### Records for this task
※
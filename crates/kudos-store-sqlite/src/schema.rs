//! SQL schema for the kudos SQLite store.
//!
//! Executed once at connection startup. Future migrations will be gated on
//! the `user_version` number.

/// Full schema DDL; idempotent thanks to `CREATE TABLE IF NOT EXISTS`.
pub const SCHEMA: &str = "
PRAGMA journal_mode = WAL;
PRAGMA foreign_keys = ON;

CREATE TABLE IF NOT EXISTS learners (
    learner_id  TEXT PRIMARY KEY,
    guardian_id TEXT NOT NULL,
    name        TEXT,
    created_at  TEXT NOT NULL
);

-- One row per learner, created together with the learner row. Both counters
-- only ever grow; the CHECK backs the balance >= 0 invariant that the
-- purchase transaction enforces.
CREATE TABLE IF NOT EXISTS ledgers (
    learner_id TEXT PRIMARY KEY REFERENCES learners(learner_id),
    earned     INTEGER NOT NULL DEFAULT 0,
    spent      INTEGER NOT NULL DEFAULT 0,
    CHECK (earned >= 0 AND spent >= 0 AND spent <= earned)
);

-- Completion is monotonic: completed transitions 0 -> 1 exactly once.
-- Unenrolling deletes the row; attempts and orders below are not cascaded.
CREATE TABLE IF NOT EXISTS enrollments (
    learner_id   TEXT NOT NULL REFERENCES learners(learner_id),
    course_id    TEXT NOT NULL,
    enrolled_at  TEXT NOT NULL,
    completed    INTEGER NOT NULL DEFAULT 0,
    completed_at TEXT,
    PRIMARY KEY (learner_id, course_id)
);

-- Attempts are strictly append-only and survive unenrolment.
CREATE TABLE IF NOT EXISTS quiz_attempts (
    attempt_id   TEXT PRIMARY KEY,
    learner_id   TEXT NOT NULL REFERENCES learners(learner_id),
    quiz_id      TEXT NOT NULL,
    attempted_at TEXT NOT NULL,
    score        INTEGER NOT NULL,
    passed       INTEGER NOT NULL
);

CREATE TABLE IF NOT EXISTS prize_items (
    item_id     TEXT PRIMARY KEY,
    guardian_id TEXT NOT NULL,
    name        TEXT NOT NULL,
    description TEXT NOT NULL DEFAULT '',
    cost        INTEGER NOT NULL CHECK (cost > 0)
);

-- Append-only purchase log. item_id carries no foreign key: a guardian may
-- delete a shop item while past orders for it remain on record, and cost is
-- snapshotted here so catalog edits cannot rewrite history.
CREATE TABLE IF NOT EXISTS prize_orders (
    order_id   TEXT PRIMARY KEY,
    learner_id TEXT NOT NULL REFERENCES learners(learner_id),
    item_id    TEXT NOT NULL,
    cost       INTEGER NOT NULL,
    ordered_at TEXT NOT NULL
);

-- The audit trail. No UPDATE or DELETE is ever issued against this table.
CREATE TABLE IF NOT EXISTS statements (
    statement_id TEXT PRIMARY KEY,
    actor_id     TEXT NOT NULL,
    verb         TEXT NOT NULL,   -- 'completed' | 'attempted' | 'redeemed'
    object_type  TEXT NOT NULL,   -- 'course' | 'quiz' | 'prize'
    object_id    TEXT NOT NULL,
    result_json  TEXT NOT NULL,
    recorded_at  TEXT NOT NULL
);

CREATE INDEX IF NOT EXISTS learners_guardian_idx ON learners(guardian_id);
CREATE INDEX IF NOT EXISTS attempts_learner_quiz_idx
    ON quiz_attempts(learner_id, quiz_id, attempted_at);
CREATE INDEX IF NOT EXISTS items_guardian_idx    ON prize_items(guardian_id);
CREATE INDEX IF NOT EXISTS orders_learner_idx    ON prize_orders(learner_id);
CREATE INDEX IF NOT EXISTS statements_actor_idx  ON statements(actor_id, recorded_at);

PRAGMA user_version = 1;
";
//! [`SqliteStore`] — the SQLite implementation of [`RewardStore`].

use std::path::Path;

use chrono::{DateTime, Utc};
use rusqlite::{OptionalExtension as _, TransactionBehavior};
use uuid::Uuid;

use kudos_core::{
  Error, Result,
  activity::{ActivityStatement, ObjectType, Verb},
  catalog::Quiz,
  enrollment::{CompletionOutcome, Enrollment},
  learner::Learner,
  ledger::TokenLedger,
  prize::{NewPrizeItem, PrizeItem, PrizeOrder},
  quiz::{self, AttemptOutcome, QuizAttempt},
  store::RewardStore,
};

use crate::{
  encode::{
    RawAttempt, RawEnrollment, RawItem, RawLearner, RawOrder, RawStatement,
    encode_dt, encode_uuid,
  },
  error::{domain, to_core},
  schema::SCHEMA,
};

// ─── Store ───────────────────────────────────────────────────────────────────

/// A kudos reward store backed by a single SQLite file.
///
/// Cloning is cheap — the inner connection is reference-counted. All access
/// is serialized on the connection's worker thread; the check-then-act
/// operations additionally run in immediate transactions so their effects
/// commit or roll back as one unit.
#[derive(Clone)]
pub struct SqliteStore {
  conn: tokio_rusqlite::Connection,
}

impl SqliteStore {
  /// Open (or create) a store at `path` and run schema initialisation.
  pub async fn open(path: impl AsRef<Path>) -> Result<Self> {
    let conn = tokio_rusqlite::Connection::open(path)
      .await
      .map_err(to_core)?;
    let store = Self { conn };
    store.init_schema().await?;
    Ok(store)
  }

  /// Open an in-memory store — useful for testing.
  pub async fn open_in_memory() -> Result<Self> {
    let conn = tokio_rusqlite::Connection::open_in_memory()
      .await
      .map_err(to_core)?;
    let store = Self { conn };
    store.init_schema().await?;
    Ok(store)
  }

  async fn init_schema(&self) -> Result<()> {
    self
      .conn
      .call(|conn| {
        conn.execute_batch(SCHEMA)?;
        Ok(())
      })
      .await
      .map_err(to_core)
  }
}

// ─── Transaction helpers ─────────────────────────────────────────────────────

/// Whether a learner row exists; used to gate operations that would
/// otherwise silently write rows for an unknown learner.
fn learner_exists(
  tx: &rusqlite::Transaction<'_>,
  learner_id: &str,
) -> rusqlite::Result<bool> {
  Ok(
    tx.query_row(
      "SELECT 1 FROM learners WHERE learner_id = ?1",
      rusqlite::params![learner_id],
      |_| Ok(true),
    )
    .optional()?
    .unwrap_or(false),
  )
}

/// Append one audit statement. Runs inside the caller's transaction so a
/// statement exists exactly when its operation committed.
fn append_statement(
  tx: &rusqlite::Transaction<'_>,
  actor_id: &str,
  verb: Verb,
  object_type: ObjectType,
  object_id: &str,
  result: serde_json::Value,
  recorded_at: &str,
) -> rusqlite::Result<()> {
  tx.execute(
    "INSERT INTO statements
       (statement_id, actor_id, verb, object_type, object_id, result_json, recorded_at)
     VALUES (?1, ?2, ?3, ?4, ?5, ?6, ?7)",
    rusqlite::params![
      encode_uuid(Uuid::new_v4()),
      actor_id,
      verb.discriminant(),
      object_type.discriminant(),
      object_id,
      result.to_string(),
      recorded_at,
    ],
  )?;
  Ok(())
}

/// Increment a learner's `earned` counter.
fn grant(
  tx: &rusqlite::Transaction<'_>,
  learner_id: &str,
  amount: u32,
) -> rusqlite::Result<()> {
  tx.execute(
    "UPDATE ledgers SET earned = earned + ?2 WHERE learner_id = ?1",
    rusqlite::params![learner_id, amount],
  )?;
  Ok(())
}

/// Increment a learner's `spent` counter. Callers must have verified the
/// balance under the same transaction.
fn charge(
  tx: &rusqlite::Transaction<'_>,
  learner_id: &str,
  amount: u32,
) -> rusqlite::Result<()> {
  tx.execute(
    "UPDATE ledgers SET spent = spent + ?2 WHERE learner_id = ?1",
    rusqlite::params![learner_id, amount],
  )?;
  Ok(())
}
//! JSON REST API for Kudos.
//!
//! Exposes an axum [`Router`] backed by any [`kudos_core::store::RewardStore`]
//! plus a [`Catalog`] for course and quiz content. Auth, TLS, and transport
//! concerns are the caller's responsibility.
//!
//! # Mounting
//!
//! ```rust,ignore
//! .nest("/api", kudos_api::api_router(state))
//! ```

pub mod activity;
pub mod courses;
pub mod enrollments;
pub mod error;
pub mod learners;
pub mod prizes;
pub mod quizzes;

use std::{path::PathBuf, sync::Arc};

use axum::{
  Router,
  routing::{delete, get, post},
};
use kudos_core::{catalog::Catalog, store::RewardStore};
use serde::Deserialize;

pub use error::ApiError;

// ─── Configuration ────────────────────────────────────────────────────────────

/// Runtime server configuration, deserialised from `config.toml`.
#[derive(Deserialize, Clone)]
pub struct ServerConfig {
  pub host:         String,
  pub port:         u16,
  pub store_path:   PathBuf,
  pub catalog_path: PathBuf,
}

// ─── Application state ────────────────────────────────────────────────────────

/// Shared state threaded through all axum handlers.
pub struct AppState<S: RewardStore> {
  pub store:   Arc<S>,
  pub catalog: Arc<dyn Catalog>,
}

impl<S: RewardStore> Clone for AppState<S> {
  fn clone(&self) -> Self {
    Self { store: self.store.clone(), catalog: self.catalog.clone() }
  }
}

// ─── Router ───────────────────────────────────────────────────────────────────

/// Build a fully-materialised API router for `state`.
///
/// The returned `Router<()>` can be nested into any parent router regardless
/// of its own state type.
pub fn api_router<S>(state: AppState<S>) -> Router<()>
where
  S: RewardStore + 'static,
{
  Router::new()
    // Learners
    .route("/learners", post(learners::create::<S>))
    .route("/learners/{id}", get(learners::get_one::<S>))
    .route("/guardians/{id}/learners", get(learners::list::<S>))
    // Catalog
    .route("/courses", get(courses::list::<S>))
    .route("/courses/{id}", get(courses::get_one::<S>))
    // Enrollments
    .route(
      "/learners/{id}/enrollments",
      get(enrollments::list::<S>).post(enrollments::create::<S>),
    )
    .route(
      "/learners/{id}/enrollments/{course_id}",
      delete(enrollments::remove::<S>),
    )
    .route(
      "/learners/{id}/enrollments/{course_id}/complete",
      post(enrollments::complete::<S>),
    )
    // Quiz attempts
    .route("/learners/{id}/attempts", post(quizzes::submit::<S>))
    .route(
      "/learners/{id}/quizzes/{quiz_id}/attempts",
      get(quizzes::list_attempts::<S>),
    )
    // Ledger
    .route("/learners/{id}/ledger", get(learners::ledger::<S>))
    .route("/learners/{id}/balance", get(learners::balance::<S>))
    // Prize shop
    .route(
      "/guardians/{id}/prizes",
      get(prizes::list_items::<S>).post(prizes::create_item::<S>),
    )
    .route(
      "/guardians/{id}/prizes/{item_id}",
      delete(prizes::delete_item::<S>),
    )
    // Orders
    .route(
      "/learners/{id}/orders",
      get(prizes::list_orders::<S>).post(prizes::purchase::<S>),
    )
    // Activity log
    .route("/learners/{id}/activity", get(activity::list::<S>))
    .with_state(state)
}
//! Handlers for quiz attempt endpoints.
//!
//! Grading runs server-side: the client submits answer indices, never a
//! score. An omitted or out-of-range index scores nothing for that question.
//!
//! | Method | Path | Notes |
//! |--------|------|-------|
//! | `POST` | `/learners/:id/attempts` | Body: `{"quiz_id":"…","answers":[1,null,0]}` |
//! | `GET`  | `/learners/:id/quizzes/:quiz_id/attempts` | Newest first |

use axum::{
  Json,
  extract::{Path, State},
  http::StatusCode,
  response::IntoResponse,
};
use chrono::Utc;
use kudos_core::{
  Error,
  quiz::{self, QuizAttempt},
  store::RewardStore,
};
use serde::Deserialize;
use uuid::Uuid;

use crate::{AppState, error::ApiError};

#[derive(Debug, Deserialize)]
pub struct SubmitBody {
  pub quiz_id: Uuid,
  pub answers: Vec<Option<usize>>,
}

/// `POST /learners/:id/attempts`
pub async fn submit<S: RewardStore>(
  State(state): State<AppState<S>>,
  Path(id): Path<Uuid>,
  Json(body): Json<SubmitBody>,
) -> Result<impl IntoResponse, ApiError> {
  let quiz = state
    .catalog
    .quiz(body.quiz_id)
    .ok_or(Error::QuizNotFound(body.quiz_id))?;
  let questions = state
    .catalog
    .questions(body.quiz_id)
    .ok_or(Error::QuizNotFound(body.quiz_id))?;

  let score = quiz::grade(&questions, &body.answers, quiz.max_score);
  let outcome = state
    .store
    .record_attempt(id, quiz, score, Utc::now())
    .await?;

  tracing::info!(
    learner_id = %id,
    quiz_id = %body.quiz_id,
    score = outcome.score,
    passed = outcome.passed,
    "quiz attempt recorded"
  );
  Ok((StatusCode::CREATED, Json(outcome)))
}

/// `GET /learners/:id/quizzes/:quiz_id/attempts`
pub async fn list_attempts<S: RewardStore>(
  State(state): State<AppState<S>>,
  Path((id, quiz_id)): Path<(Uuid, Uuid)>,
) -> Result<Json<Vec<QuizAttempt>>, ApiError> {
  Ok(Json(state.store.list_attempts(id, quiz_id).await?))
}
※
Write out every line of the listing that holds the word "params".

      rusqlite::params![learner_id],
    rusqlite::params![
    rusqlite::params![learner_id, amount],
    rusqlite::params![learner_id, amount],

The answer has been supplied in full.